WORK REQUIRED: Output exactly the lines below, starting with the line that has "let maxy = r.read_u8()?;" and going on through the line that has "costing 1 control", both included, and no other lines.

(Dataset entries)

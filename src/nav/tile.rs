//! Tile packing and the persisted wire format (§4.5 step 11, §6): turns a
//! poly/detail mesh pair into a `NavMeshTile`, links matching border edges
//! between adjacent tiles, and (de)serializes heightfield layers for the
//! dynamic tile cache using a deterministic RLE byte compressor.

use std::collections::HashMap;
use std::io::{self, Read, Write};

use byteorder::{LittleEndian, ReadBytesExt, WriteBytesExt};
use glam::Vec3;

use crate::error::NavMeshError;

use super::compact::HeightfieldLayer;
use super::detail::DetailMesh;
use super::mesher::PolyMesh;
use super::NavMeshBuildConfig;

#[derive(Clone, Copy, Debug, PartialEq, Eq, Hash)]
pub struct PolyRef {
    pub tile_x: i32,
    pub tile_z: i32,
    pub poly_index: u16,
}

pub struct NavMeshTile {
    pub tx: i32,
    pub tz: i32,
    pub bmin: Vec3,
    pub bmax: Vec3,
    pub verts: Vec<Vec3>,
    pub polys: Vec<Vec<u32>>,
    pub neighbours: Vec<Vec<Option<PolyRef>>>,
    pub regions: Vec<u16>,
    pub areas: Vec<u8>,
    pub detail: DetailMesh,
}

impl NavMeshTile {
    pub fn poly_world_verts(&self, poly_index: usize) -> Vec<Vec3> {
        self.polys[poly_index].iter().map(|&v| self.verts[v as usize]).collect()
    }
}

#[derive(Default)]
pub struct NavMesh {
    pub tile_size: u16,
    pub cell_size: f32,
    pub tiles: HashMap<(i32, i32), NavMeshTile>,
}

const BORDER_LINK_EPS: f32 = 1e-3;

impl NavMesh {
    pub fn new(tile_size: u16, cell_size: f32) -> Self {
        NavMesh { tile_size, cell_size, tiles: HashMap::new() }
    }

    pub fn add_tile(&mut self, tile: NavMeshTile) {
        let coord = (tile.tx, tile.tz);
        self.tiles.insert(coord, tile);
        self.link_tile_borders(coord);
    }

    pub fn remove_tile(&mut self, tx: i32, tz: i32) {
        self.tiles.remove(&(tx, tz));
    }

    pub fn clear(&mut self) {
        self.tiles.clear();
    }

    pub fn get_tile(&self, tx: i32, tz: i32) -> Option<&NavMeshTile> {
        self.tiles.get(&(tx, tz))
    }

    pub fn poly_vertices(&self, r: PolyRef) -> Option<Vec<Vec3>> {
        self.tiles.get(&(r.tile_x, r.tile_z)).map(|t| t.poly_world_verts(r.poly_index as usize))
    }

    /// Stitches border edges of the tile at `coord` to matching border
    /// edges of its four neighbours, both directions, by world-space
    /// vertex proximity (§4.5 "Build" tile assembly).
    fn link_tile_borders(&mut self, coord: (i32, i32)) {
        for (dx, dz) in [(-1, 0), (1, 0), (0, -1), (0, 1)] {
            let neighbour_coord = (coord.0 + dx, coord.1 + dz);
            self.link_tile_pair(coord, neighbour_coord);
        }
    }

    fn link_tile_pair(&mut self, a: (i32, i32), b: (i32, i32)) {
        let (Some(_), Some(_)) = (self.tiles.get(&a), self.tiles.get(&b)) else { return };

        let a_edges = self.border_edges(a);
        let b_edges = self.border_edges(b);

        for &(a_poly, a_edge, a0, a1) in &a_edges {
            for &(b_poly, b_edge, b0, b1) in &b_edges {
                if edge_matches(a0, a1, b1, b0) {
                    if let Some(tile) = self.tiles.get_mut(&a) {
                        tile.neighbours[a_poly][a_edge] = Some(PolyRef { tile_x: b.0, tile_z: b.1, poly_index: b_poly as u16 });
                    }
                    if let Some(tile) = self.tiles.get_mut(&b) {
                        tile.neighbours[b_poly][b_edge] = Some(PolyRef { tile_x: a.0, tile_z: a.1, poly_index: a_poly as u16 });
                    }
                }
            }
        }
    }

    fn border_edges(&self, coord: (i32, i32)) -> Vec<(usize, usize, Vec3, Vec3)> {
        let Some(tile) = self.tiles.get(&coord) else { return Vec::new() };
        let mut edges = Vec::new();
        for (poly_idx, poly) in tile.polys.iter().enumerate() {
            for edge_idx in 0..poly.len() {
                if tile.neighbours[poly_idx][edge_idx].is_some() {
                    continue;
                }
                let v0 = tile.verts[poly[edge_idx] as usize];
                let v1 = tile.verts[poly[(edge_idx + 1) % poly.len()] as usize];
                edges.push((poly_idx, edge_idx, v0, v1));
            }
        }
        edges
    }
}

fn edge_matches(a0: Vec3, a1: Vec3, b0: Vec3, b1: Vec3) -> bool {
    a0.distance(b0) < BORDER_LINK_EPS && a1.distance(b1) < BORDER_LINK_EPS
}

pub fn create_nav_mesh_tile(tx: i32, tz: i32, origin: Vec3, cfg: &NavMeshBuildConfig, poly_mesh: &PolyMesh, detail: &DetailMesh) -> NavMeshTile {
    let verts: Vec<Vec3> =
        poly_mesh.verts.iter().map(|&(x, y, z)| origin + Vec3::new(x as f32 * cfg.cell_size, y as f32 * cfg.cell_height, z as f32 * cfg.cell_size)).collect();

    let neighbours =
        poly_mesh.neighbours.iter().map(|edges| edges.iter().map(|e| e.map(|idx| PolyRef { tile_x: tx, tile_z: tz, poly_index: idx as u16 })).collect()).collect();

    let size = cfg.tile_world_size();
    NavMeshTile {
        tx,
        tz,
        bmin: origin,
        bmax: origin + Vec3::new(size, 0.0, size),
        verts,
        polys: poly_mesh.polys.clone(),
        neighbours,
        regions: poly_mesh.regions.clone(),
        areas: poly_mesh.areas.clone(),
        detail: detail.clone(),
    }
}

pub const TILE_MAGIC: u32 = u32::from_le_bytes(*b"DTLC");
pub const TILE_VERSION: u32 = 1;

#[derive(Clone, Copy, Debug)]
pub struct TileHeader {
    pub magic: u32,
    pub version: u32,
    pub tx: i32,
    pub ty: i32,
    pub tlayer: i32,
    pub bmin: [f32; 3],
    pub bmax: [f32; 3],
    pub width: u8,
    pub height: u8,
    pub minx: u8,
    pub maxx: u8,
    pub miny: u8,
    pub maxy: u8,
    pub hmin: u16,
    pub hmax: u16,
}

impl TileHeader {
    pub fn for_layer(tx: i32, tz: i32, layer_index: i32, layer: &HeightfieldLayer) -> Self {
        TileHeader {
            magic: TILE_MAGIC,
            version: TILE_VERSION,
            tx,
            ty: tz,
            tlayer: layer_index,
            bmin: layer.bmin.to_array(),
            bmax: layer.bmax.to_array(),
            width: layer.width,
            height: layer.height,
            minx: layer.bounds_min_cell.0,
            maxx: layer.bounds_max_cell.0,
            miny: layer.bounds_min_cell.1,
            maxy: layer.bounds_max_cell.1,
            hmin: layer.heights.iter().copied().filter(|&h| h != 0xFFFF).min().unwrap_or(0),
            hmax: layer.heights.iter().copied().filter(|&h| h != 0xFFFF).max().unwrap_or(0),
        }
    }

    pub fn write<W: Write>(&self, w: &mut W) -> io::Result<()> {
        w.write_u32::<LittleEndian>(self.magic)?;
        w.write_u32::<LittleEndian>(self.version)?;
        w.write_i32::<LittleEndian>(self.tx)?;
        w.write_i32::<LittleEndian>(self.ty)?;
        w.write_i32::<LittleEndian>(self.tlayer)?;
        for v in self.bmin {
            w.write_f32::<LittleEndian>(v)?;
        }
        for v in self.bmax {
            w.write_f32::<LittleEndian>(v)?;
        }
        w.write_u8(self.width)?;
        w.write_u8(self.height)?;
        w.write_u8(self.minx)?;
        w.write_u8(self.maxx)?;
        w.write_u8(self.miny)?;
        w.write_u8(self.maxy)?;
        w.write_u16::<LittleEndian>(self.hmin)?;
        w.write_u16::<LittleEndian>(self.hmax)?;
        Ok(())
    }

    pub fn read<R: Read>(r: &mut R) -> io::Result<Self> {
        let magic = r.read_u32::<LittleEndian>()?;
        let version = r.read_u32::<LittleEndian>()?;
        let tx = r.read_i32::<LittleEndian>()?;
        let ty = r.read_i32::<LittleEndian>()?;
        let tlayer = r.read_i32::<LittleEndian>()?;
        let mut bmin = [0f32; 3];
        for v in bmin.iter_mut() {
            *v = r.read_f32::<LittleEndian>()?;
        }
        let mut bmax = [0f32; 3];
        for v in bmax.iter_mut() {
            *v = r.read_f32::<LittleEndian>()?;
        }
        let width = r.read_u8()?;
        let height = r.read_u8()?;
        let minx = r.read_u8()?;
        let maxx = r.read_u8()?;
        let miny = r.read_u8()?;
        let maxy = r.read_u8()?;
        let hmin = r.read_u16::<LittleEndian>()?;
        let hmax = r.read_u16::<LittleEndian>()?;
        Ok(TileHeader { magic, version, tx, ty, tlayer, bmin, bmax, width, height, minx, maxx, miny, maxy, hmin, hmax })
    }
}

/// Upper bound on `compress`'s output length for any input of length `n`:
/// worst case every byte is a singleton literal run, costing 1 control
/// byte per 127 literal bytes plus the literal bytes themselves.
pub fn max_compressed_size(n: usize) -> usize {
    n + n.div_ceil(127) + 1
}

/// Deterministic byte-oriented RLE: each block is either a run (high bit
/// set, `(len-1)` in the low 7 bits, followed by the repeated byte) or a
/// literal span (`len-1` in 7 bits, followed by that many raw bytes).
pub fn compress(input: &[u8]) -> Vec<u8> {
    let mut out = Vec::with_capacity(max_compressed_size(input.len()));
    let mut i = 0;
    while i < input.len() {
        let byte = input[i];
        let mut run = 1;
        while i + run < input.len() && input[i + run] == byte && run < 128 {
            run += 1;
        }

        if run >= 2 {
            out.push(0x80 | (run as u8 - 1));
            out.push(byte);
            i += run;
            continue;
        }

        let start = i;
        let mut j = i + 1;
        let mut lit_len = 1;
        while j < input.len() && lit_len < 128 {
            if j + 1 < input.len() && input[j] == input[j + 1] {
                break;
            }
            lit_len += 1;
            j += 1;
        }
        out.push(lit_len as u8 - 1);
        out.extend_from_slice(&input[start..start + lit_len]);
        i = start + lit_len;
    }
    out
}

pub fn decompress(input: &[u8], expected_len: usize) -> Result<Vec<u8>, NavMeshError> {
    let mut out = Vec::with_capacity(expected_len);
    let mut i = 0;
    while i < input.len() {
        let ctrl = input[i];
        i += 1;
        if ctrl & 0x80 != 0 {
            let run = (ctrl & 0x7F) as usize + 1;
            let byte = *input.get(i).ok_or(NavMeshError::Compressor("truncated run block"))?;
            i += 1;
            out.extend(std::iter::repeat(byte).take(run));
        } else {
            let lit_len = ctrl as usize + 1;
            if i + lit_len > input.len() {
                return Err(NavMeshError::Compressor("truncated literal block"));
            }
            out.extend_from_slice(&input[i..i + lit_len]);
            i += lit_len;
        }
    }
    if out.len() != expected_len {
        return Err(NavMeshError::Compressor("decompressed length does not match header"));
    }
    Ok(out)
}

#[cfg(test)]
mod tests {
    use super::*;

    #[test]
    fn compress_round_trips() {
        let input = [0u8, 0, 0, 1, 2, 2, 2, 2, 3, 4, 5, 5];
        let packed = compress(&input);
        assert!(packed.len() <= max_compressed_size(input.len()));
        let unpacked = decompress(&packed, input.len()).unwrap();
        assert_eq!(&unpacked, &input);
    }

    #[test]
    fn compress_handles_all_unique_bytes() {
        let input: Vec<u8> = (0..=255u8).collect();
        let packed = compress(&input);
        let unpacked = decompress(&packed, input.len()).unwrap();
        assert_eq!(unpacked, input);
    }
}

SOLUTION TO THIS PROBLEM:
        let maxy = r.read_u8()?;
        let hmin = r.read_u16::<LittleEndian>()?;
        let hmax = r.read_u16::<LittleEndian>()?;
        Ok(TileHeader { magic, version, tx, ty, tlayer, bmin, bmax, width, height, minx, maxx, miny, maxy, hmin, hmax })
    }
}

/// Upper bound on `compress`'s output length for any input of length `n`:
/// worst case every byte is a singleton literal run, costing 1 control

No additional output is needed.